→ **Work order**: What is needed here is an exact reprint of every record below.
☆ ☆ ☆ ☆ ☆ ☆ ☆
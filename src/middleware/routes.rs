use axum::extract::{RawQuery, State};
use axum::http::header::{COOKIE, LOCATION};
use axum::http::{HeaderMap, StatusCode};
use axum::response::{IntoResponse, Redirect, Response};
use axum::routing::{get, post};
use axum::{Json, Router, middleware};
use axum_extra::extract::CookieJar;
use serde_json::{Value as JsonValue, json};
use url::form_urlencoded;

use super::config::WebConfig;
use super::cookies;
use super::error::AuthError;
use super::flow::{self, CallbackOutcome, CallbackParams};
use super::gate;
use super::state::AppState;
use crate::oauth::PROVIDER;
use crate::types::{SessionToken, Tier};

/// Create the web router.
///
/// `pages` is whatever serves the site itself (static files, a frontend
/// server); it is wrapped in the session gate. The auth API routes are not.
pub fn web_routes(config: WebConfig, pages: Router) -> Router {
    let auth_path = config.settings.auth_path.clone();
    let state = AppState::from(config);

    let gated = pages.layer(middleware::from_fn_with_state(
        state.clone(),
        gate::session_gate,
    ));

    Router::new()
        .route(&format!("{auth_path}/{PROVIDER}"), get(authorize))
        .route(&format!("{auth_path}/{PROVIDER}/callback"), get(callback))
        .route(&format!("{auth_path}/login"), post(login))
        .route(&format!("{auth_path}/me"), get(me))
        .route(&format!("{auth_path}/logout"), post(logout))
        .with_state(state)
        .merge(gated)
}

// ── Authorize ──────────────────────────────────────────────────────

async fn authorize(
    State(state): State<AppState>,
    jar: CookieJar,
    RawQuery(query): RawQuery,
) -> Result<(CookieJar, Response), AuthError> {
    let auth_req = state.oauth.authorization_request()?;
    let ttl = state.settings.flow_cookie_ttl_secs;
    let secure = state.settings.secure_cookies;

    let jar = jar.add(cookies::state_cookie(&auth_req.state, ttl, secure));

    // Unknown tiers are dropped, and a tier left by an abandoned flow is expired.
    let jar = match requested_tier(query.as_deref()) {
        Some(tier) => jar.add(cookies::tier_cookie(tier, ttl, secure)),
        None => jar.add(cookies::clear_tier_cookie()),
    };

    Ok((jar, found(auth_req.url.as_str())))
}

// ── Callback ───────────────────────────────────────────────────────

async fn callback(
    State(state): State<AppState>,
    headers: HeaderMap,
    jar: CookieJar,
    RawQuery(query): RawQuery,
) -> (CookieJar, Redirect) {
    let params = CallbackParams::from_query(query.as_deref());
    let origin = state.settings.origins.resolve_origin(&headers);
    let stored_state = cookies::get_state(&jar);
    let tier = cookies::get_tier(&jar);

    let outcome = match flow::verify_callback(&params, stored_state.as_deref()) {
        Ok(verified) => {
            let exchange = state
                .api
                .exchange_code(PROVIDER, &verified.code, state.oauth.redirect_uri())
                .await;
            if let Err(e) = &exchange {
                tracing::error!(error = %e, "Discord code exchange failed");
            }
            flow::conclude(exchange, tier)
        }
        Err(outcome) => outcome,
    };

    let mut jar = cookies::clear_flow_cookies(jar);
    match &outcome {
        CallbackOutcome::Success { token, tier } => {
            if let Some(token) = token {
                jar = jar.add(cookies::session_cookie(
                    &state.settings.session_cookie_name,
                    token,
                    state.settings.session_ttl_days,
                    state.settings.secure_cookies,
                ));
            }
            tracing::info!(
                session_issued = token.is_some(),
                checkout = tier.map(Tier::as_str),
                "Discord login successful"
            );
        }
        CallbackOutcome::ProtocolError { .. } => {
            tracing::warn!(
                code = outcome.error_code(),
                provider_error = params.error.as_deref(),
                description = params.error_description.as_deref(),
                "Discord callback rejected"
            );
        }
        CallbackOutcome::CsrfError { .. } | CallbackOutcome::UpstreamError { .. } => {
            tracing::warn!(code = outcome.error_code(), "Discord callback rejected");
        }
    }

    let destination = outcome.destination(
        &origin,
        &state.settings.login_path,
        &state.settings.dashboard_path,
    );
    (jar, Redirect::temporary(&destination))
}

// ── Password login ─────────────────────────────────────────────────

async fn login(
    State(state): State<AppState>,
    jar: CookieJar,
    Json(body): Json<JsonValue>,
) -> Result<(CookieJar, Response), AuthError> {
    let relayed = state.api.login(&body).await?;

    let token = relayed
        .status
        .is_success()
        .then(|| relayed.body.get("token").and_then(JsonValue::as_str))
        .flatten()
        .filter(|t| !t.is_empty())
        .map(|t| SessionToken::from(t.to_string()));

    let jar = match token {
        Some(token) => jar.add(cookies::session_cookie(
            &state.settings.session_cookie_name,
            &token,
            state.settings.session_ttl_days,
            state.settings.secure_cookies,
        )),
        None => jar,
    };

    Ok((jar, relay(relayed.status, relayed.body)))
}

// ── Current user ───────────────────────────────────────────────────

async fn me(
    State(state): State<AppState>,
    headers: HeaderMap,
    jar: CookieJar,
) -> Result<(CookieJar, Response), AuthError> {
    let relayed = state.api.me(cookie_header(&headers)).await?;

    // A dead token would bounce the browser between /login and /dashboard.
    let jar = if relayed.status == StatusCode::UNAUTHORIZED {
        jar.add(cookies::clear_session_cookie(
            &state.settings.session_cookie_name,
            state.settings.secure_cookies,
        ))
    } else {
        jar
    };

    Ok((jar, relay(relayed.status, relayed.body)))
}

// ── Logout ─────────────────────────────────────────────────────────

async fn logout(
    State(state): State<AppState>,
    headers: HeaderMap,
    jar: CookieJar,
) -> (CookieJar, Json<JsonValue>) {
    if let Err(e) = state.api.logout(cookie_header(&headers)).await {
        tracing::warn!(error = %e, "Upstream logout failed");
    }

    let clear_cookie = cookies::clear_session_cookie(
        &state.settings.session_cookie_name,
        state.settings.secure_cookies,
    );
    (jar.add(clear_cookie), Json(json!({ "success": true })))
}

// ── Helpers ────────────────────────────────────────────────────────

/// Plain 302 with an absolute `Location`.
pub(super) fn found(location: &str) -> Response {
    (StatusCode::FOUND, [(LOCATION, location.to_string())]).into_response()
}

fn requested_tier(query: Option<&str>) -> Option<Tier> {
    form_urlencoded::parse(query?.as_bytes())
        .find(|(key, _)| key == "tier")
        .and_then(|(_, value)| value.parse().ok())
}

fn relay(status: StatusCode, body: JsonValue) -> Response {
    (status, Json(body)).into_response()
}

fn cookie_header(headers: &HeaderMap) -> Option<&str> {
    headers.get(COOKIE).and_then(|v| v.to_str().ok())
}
☆ ☆ ☆ ☆ ☆ ☆ ☆
→ **Result of this exercise**:
filename src/middleware/routes.rs
use axum::extract::{RawQuery, State};
use axum::http::header::{COOKIE, LOCATION};
use axum::http::{HeaderMap, StatusCode};
use axum::response::{IntoResponse, Redirect, Response};
use axum::routing::{get, post};
use axum::{Json, Router, middleware};
use axum_extra::extract::CookieJar;
use serde_json::{Value as JsonValue, json};
use url::form_urlencoded;

use super::config::WebConfig;
use super::cookies;
use super::error::AuthError;
use super::flow::{self, CallbackOutcome, CallbackParams};
use super::gate;
use super::state::AppState;
use crate::oauth::PROVIDER;
use crate::types::{SessionToken, Tier};

/// Create the web router.
///
/// `pages` is whatever serves the site itself (static files, a frontend
/// server); it is wrapped in the session gate. The auth API routes are not.
pub fn web_routes(config: WebConfig, pages: Router) -> Router {
    let auth_path = config.settings.auth_path.clone();
    let state = AppState::from(config);

    let gated = pages.layer(middleware::from_fn_with_state(
        state.clone(),
        gate::session_gate,
    ));

    Router::new()
        .route(&format!("{auth_path}/{PROVIDER}"), get(authorize))
        .route(&format!("{auth_path}/{PROVIDER}/callback"), get(callback))
        .route(&format!("{auth_path}/login"), post(login))
        .route(&format!("{auth_path}/me"), get(me))
        .route(&format!("{auth_path}/logout"), post(logout))
        .with_state(state)
        .merge(gated)
}

// ── Authorize ──────────────────────────────────────────────────────

async fn authorize(
    State(state): State<AppState>,
    jar: CookieJar,
    RawQuery(query): RawQuery,
) -> Result<(CookieJar, Response), AuthError> {
    let auth_req = state.oauth.authorization_request()?;
    let ttl = state.settings.flow_cookie_ttl_secs;
    let secure = state.settings.secure_cookies;

    let jar = jar.add(cookies::state_cookie(&auth_req.state, ttl, secure));

    // Unknown tiers are dropped, and a tier left by an abandoned flow is expired.
    let jar = match requested_tier(query.as_deref()) {
        Some(tier) => jar.add(cookies::tier_cookie(tier, ttl, secure)),
        None => jar.add(cookies::clear_tier_cookie()),
    };

    Ok((jar, found(auth_req.url.as_str())))
}

// ── Callback ───────────────────────────────────────────────────────

async fn callback(
    State(state): State<AppState>,
    headers: HeaderMap,
    jar: CookieJar,
    RawQuery(query): RawQuery,
) -> (CookieJar, Redirect) {
    let params = CallbackParams::from_query(query.as_deref());
    let origin = state.settings.origins.resolve_origin(&headers);
    let stored_state = cookies::get_state(&jar);
    let tier = cookies::get_tier(&jar);

    let outcome = match flow::verify_callback(&params, stored_state.as_deref()) {
        Ok(verified) => {
            let exchange = state
                .api
                .exchange_code(PROVIDER, &verified.code, state.oauth.redirect_uri())
                .await;
            if let Err(e) = &exchange {
                tracing::error!(error = %e, "Discord code exchange failed");
            }
            flow::conclude(exchange, tier)
        }
        Err(outcome) => outcome,
    };

    let mut jar = cookies::clear_flow_cookies(jar);
    match &outcome {
        CallbackOutcome::Success { token, tier } => {
            if let Some(token) = token {
                jar = jar.add(cookies::session_cookie(
                    &state.settings.session_cookie_name,
                    token,
                    state.settings.session_ttl_days,
                    state.settings.secure_cookies,
                ));
            }
            tracing::info!(
                session_issued = token.is_some(),
                checkout = tier.map(Tier::as_str),
                "Discord login successful"
            );
        }
        CallbackOutcome::ProtocolError { .. } => {
            tracing::warn!(
                code = outcome.error_code(),
                provider_error = params.error.as_deref(),
                description = params.error_description.as_deref(),
                "Discord callback rejected"
            );
        }
        CallbackOutcome::CsrfError { .. } | CallbackOutcome::UpstreamError { .. } => {
            tracing::warn!(code = outcome.error_code(), "Discord callback rejected");
        }
    }

    let destination = outcome.destination(
        &origin,
        &state.settings.login_path,
        &state.settings.dashboard_path,
    );
    (jar, Redirect::temporary(&destination))
}

// ── Password login ─────────────────────────────────────────────────

async fn login(
    State(state): State<AppState>,
    jar: CookieJar,
    Json(body): Json<JsonValue>,
) -> Result<(CookieJar, Response), AuthError> {
    let relayed = state.api.login(&body).await?;

    let token = relayed
        .status
        .is_success()
        .then(|| relayed.body.get("token").and_then(JsonValue::as_str))
        .flatten()
        .filter(|t| !t.is_empty())
        .map(|t| SessionToken::from(t.to_string()));

    let jar = match token {
        Some(token) => jar.add(cookies::session_cookie(
            &state.settings.session_cookie_name,
            &token,
            state.settings.session_ttl_days,
            state.settings.secure_cookies,
        )),
        None => jar,
    };

    Ok((jar, relay(relayed.status, relayed.body)))
}

// ── Current user ───────────────────────────────────────────────────

async fn me(
    State(state): State<AppState>,
    headers: HeaderMap,
    jar: CookieJar,
) -> Result<(CookieJar, Response), AuthError> {
    let relayed = state.api.me(cookie_header(&headers)).await?;

    // A dead token would bounce the browser between /login and /dashboard.
    let jar = if relayed.status == StatusCode::UNAUTHORIZED {
        jar.add(cookies::clear_session_cookie(
            &state.settings.session_cookie_name,
            state.settings.secure_cookies,
        ))
    } else {
        jar
    };

    Ok((jar, relay(relayed.status, relayed.body)))
}

// ── Logout ─────────────────────────────────────────────────────────

async fn logout(
    State(state): State<AppState>,
    headers: HeaderMap,
    jar: CookieJar,
) -> (CookieJar, Json<JsonValue>) {
    if let Err(e) = state.api.logout(cookie_header(&headers)).await {
        tracing::warn!(error = %e, "Upstream logout failed");
    }

    let clear_cookie = cookies::clear_session_cookie(
        &state.settings.session_cookie_name,
        state.settings.secure_cookies,
    );
    (jar.add(clear_cookie), Json(json!({ "success": true })))
}

// ── Helpers ────────────────────────────────────────────────────────

/// Plain 302 with an absolute `Location`.
pub(super) fn found(location: &str) -> Response {
    (StatusCode::FOUND, [(LOCATION, location.to_string())]).into_response()
}

fn requested_tier(query: Option<&str>) -> Option<Tier> {
    form_urlencoded::parse(query?.as_bytes())
        .find(|(key, _)| key == "tier")
        .and_then(|(_, value)| value.parse().ok())
}

fn relay(status: StatusCode, body: JsonValue) -> Response {
    (status, Json(body)).into_response()
}

fn cookie_header(headers: &HeaderMap) -> Option<&str> {
    headers.get(COOKIE).and_then(|v| v.to_str().ok())
}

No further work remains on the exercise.